Exactly the lines from the beginning of the material to the line with "index building, link-rot" are to be repeated, both ends included.

— Records for this task —
......
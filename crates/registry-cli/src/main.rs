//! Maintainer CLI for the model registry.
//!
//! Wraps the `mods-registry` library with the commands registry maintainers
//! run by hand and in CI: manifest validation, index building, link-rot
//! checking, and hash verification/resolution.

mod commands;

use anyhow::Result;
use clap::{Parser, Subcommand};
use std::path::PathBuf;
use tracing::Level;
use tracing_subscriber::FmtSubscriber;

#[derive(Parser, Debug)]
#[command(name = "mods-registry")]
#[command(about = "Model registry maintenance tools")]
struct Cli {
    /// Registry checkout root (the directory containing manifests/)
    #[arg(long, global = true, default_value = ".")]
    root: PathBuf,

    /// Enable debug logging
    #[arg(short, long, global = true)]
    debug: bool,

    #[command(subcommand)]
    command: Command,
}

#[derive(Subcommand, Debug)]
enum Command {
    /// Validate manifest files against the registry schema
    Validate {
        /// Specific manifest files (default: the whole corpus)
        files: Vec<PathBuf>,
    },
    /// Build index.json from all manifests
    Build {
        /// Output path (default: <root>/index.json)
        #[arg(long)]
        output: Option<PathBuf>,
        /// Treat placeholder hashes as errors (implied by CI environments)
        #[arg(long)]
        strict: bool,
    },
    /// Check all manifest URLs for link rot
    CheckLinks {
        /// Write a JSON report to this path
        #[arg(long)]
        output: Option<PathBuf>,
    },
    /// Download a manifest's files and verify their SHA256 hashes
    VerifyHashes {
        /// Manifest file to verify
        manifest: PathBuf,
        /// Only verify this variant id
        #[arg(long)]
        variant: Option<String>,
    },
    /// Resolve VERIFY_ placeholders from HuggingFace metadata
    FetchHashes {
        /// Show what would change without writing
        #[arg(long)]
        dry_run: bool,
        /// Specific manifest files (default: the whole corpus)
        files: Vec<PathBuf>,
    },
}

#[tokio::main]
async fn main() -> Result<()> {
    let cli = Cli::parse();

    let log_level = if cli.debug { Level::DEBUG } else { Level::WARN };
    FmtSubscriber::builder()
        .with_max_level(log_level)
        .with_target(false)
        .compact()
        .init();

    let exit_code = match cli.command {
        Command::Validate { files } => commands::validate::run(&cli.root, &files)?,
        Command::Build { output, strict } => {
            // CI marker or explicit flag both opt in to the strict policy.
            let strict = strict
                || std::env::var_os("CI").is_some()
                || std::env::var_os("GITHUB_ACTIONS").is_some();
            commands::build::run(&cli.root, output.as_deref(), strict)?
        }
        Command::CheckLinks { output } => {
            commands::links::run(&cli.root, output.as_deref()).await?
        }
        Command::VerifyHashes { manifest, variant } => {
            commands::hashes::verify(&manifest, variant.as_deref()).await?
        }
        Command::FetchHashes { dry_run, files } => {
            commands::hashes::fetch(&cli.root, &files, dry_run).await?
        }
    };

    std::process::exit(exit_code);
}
......
— Answer for the task —
filename crates/registry-cli/src/main.rs
//! Maintainer CLI for the model registry.
//!
//! Wraps the `mods-registry` library with the commands registry maintainers
//! run by hand and in CI: manifest validation, index building, link-rot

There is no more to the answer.